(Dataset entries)
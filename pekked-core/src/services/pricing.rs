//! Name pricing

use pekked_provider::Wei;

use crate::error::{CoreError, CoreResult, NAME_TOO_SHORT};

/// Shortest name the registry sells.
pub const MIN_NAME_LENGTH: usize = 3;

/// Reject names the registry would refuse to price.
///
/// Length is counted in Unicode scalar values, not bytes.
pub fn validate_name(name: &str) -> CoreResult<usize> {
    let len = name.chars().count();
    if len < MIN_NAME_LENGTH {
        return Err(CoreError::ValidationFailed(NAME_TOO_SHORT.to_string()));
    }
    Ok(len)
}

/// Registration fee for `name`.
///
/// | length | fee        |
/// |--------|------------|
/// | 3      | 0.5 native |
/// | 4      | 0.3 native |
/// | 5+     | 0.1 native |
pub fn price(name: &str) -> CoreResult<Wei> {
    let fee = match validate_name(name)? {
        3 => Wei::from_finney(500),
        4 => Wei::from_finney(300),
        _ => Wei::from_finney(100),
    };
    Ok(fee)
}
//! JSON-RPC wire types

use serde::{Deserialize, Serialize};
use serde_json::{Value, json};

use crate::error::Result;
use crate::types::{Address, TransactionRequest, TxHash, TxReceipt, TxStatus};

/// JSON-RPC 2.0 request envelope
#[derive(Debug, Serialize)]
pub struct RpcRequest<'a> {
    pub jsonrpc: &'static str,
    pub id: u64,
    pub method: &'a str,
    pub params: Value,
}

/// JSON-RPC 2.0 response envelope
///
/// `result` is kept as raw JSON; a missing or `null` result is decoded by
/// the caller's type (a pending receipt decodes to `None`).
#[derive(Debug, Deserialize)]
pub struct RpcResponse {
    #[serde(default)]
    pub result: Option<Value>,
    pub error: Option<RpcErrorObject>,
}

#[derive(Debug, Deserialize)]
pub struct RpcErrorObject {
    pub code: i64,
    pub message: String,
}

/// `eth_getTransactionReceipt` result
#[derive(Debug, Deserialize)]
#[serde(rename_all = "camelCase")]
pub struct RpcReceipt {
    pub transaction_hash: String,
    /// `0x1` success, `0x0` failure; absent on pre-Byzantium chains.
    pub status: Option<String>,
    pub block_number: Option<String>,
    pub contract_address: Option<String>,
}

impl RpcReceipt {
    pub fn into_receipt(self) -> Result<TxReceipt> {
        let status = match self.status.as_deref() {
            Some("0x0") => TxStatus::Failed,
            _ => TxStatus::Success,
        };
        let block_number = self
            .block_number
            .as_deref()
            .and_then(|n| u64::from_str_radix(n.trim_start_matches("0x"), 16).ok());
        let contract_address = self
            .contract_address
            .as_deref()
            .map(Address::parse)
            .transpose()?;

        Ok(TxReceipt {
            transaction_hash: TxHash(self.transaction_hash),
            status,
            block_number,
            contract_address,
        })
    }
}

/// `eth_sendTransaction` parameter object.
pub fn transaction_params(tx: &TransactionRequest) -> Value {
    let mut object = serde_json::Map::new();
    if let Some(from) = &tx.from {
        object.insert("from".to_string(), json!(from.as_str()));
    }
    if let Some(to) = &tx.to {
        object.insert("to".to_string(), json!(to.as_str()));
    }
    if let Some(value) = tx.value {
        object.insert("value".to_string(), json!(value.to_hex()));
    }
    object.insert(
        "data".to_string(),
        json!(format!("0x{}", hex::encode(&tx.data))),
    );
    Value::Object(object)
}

## WHAT YOU HAVE TO DO
Select every line of the records holding the string "Some".

## EXERCISE SOLUTION
            Some("0x0") => TxStatus::Failed,
    if let Some(from) = &tx.from {
    if let Some(to) = &tx.to {
    if let Some(value) = tx.value {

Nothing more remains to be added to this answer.